WORK TO COMPLETE: Return all the lines below in which the string "args" appears.
BEGIN DATA FOR REVIEW
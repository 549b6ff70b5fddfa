//! `rallycoach-worker` -- runs one stroke-analysis job.
//!
//! Reads a job JSON file (`{job_id?, stroke_type, video_url, fps?, frames}`),
//! analyzes it, and writes `{result, deviation_report, generated_at}` to the
//! output path or to stdout. Logs go to stderr.
//!
//! ```text
//! rallycoach-worker <job.json> [output.json]
//! ```
//!
//! # Environment variables
//!
//! | Variable               | Required | Default  | Description                                |
//! |------------------------|----------|----------|--------------------------------------------|
//! | `JOB_TIMEOUT_SECS`     | no       | `300`    | Whole-job timeout                          |
//! | `MIN_SUSTAINED_FRAMES` | no       | `3`      | Frames a risk must persist to be reported  |
//! | `VISIBILITY_GATE`      | no       | --       | Ignore landmarks below this visibility     |
//! | `CLASSIFIER_HISTORY`   | no       | `10`     | Frames of history per classification       |
//! | `LOG_FORMAT`           | no       | `pretty` | `pretty` or `json`                         |
//! | `RUST_LOG`             | no       | --       | Standard `tracing` filter directives       |

use std::path::PathBuf;
use std::process::ExitCode;

use rallycoach_worker::config::{LogFormat, WorkerConfig};
use rallycoach_worker::job;

use tracing_subscriber::{fmt, layer::SubscriberExt, util::SubscriberInitExt, EnvFilter};

const DEFAULT_LOG_FILTER: &str = "rallycoach_worker=info,rallycoach_pipeline=info";

fn init_tracing(format: LogFormat) {
    let filter =
        EnvFilter::try_from_default_env().unwrap_or_else(|_| DEFAULT_LOG_FILTER.into());
    let registry = tracing_subscriber::registry().with(filter);

    match format {
        LogFormat::Json => registry
            .with(fmt::layer().json().with_writer(std::io::stderr))
            .init(),
        LogFormat::Pretty => registry
            .with(fmt::layer().with_writer(std::io::stderr))
            .init(),
    }
}

#[tokio::main]
async fn main() -> ExitCode {
    dotenvy::dotenv().ok();

    let config = WorkerConfig::from_env();
    init_tracing(
        config
            .as_ref()
            .map(|c| c.log_format)
            .unwrap_or_default(),
    );

    let config = match config {
        Ok(config) => config,
        Err(e) => {
            tracing::error!(error = %e, "Invalid worker configuration");
            return ExitCode::FAILURE;
        }
    };

    let mut args = std::env::args_os().skip(1);
    let Some(input) = args.next().map(PathBuf::from) else {
        tracing::error!("Usage: rallycoach-worker <job.json> [output.json]");
        return ExitCode::from(2);
    };
    let output = args.next().map(PathBuf::from);

    tracing::info!(
        input = %input.display(),
        timeout_secs = config.job_timeout_secs,
        "Starting rallycoach-worker",
    );

    match job::run_job_file(&input, output.as_deref(), &config).await {
        Ok(done) => {
            tracing::info!(
                job_id = %done.result.job_id,
                strokes = done.result.strokes.len(),
                overall_risk = ?done.result.summary.overall_risk,
                deviation_score = done.deviation_report.overall_score,
                "Job complete",
            );
            ExitCode::SUCCESS
        }
        Err(e) => {
            tracing::error!(error = %format!("{e:#}"), "Job failed");
            ExitCode::FAILURE
        }
    }
}
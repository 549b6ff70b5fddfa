//! Joint angles and position flags from pose landmarks.
//!
//! All angles are reported in degrees rounded to 0.1. Degenerate input
//! (zero-length rays) yields 0 rather than NaN.
//!
//! Hip rotation is a depth-differential heuristic, not a calibrated 3D
//! rotation: it compares the depth gap between the hips with their lateral
//! gap, so its accuracy is bounded by the tracker's depth estimate and the
//! camera setup. Treat it as approximate.

use crate::metrics::FrameMetrics;
use crate::types::{Landmark, Point3, PoseLandmark, RawFrame};

/// Rays shorter than this are treated as zero length.
const MIN_RAY_LENGTH: f64 = 1e-9;

/// Round to one decimal place.
pub fn round1(value: f64) -> f64 {
    (value * 10.0).round() / 10.0
}

/// Round to `places` decimal places.
pub fn round_to(value: f64, places: i32) -> f64 {
    let factor = 10f64.powi(places);
    (value * factor).round() / factor
}

// ---------------------------------------------------------------------------
// Angles
// ---------------------------------------------------------------------------

/// Angle at `b` between the rays `b -> a` and `b -> c`, in `[0, 180]`.
///
/// Returns 0 when either ray has zero length.
pub fn calculate_angle(a: &Point3, b: &Point3, c: &Point3) -> f64 {
    let ba = [a.x - b.x, a.y - b.y, a.z - b.z];
    let bc = [c.x - b.x, c.y - b.y, c.z - b.z];

    let norm_ba = (ba[0] * ba[0] + ba[1] * ba[1] + ba[2] * ba[2]).sqrt();
    let norm_bc = (bc[0] * bc[0] + bc[1] * bc[1] + bc[2] * bc[2]).sqrt();
    if norm_ba < MIN_RAY_LENGTH || norm_bc < MIN_RAY_LENGTH {
        return 0.0;
    }

    let dot = ba[0] * bc[0] + ba[1] * bc[1] + ba[2] * bc[2];
    let cosine = (dot / (norm_ba * norm_bc)).clamp(-1.0, 1.0);
    round1(cosine.acos().to_degrees())
}

/// Hip rotation about the vertical axis: `atan(|dz| / |dx|)` in degrees.
///
/// Equal-depth hips give 0 (square to the camera); hips stacked on the same
/// x give 90 (fully side-on).
pub fn calculate_hip_rotation(left_hip: &Point3, right_hip: &Point3) -> f64 {
    let dx = (right_hip.x - left_hip.x).abs();
    let dz = (right_hip.z - left_hip.z).abs();
    if dx < MIN_RAY_LENGTH {
        return 90.0;
    }
    round1((dz / dx).atan().to_degrees())
}

/// Forward trunk lean from vertical, measured in the image plane from the
/// mid-hip to the mid-shoulder. 0 = upright.
pub fn calculate_spine_flexion(mid_hip: &Point3, mid_shoulder: &Point3) -> f64 {
    let dx = mid_shoulder.x - mid_hip.x;
    let dy = mid_shoulder.y - mid_hip.y;
    let len = (dx * dx + dy * dy).sqrt();
    if len < MIN_RAY_LENGTH {
        return 0.0;
    }
    // Image y grows downward, so "up" is (0, -1).
    let cosine = (-dy / len).clamp(-1.0, 1.0);
    round1(cosine.acos().to_degrees())
}

// ---------------------------------------------------------------------------
// Frame metrics
// ---------------------------------------------------------------------------

/// Resolve a landmark, optionally rejecting it below a visibility gate.
fn resolve(frame: &RawFrame, which: PoseLandmark, visibility_gate: Option<f64>) -> Option<Point3> {
    frame
        .landmark(which)
        .filter(|lm: &&Landmark| visibility_gate.is_none_or(|gate| lm.visibility >= gate))
        .map(Landmark::point)
}

fn angle_of(a: Option<Point3>, b: Option<Point3>, c: Option<Point3>) -> Option<f64> {
    Some(calculate_angle(&a?, &b?, &c?))
}

/// Compute the positional metrics for one frame.
///
/// Velocity fields are left at zero; they need the previous frame and are
/// filled in by the caller (see [`crate::velocity::compute_velocity`]).
///
/// `visibility_gate` of `None` uses every landmark the tracker reported,
/// regardless of its visibility score.
pub fn compute_frame_metrics(frame: &RawFrame, visibility_gate: Option<f64>) -> FrameMetrics {
    let mut metrics = FrameMetrics::empty(frame.frame_idx, frame.timestamp_sec);
    if !frame.has_pose() {
        return metrics;
    }

    let get = |which| resolve(frame, which, visibility_gate);

    let nose = get(PoseLandmark::Nose);
    let r_shoulder = get(PoseLandmark::RightShoulder);
    let l_shoulder = get(PoseLandmark::LeftShoulder);
    let r_elbow = get(PoseLandmark::RightElbow);
    let l_elbow = get(PoseLandmark::LeftElbow);
    let r_wrist = get(PoseLandmark::RightWrist);
    let l_wrist = get(PoseLandmark::LeftWrist);
    let r_hip = get(PoseLandmark::RightHip);
    let l_hip = get(PoseLandmark::LeftHip);
    let r_knee = get(PoseLandmark::RightKnee);
    let l_knee = get(PoseLandmark::LeftKnee);
    let r_ankle = get(PoseLandmark::RightAnkle);
    let l_ankle = get(PoseLandmark::LeftAnkle);

    metrics.right_elbow_flexion = angle_of(r_shoulder, r_elbow, r_wrist);
    metrics.left_elbow_flexion = angle_of(l_shoulder, l_elbow, l_wrist);
    metrics.right_shoulder_abduction = angle_of(r_hip, r_shoulder, r_elbow);
    metrics.right_knee_flexion = angle_of(r_hip, r_knee, r_ankle);
    metrics.left_knee_flexion = angle_of(l_hip, l_knee, l_ankle);

    if let (Some(lh), Some(rh)) = (l_hip, r_hip) {
        metrics.hip_rotation_deg = Some(calculate_hip_rotation(&lh, &rh));

        let mid_hip = lh.midpoint(&rh);
        if let (Some(ls), Some(rs)) = (l_shoulder, r_shoulder) {
            metrics.spine_flexion = Some(calculate_spine_flexion(&mid_hip, &ls.midpoint(&rs)));
        }

        if let Some(wrist) = r_wrist {
            let dx = wrist.x - mid_hip.x;
            let dy = wrist.y - mid_hip.y;
            metrics.wrist_to_body_distance = Some(round_to((dx * dx + dy * dy).sqrt(), 3));
            // Smaller y is higher in the frame.
            metrics.wrist_above_waist = Some(wrist.y < mid_hip.y);
            metrics.wrist_above_head = nose.map(|n| wrist.y < n.y);
        }
    }

    metrics.right_wrist = r_wrist;
    metrics.right_shoulder = r_shoulder;
    metrics.left_shoulder = l_shoulder;
    metrics.right_hip = r_hip;
    metrics.nose = nose;

    metrics
}
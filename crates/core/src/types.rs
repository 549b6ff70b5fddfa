//! Pose landmark stream types.
//!
//! A session arrives as an ordered list of [`RawFrame`] records, one per
//! captured video frame, each optionally carrying the 33-point pose layout
//! produced by the upstream tracker. Coordinates are normalized image
//! coordinates: `x`/`y` in `[0, 1]` with `y` growing downward, `z` a relative
//! depth estimate.

use serde::{Deserialize, Serialize};

/// Number of landmarks in a full pose.
pub const POSE_LANDMARK_COUNT: usize = 33;

// ---------------------------------------------------------------------------
// PoseLandmark
// ---------------------------------------------------------------------------

/// Index of each landmark in the 33-point pose array.
#[derive(Debug, Clone, Copy, PartialEq, Eq, Hash)]
pub enum PoseLandmark {
    Nose = 0,
    LeftEyeInner = 1,
    LeftEye = 2,
    LeftEyeOuter = 3,
    RightEyeInner = 4,
    RightEye = 5,
    RightEyeOuter = 6,
    LeftEar = 7,
    RightEar = 8,
    MouthLeft = 9,
    MouthRight = 10,
    LeftShoulder = 11,
    RightShoulder = 12,
    LeftElbow = 13,
    RightElbow = 14,
    LeftWrist = 15,
    RightWrist = 16,
    LeftPinky = 17,
    RightPinky = 18,
    LeftIndex = 19,
    RightIndex = 20,
    LeftThumb = 21,
    RightThumb = 22,
    LeftHip = 23,
    RightHip = 24,
    LeftKnee = 25,
    RightKnee = 26,
    LeftAnkle = 27,
    RightAnkle = 28,
    LeftHeel = 29,
    RightHeel = 30,
    LeftFootIndex = 31,
    RightFootIndex = 32,
}

impl PoseLandmark {
    /// Position of this landmark in the pose array.
    pub const fn index(self) -> usize {
        self as usize
    }
}

// ---------------------------------------------------------------------------
// Point3 / Landmark
// ---------------------------------------------------------------------------

/// A bare 3D coordinate in normalized image space.
#[derive(Debug, Clone, Copy, Default, PartialEq, Serialize, Deserialize)]
pub struct Point3 {
    pub x: f64,
    pub y: f64,
    #[serde(default)]
    pub z: f64,
}

impl Point3 {
    pub const fn new(x: f64, y: f64, z: f64) -> Self {
        Self { x, y, z }
    }

    /// Component-wise midpoint of two points.
    pub fn midpoint(&self, other: &Point3) -> Point3 {
        Point3 {
            x: (self.x + other.x) / 2.0,
            y: (self.y + other.y) / 2.0,
            z: (self.z + other.z) / 2.0,
        }
    }
}

fn default_visibility() -> f64 {
    1.0
}

/// One tracked body joint as produced by the pose tracker.
#[derive(Debug, Clone, Copy, PartialEq, Serialize, Deserialize)]
pub struct Landmark {
    pub x: f64,
    pub y: f64,
    #[serde(default)]
    pub z: f64,
    #[serde(default = "default_visibility")]
    pub visibility: f64,
}

impl Landmark {
    pub fn point(&self) -> Point3 {
        Point3::new(self.x, self.y, self.z)
    }
}

// ---------------------------------------------------------------------------
// RawFrame
// ---------------------------------------------------------------------------

fn default_track_id() -> i64 {
    -1
}

/// One captured frame as delivered by the tracker.
#[derive(Debug, Clone, PartialEq, Serialize, Deserialize)]
pub struct RawFrame {
    #[serde(rename = "frameIdx")]
    pub frame_idx: i64,
    #[serde(rename = "timestampSec")]
    pub timestamp_sec: f64,
    #[serde(default)]
    pub bbox: [f64; 4],
    #[serde(default)]
    pub confidence: f64,
    #[serde(default = "default_track_id")]
    pub track_id: i64,
    #[serde(default)]
    pub landmarks: Option<Vec<Landmark>>,
}

impl RawFrame {
    /// A frame with no detection attached.
    pub fn empty(frame_idx: i64, timestamp_sec: f64) -> Self {
        Self {
            frame_idx,
            timestamp_sec,
            bbox: [0.0; 4],
            confidence: 0.0,
            track_id: default_track_id(),
            landmarks: None,
        }
    }

    /// Look up a landmark, if the frame carries a pose that includes it.
    pub fn landmark(&self, which: PoseLandmark) -> Option<&Landmark> {
        self.landmarks.as_ref()?.get(which.index())
    }

    /// Whether the tracker produced any pose for this frame.
    pub fn has_pose(&self) -> bool {
        self.landmarks.as_ref().is_some_and(|l| !l.is_empty())
    }
}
END DATA FOR REVIEW
YOUR SOLUTION:
    let mut args = std::env::args_os().skip(1);
    let Some(input) = args.next().map(PathBuf::from) else {
    let output = args.next().map(PathBuf::from);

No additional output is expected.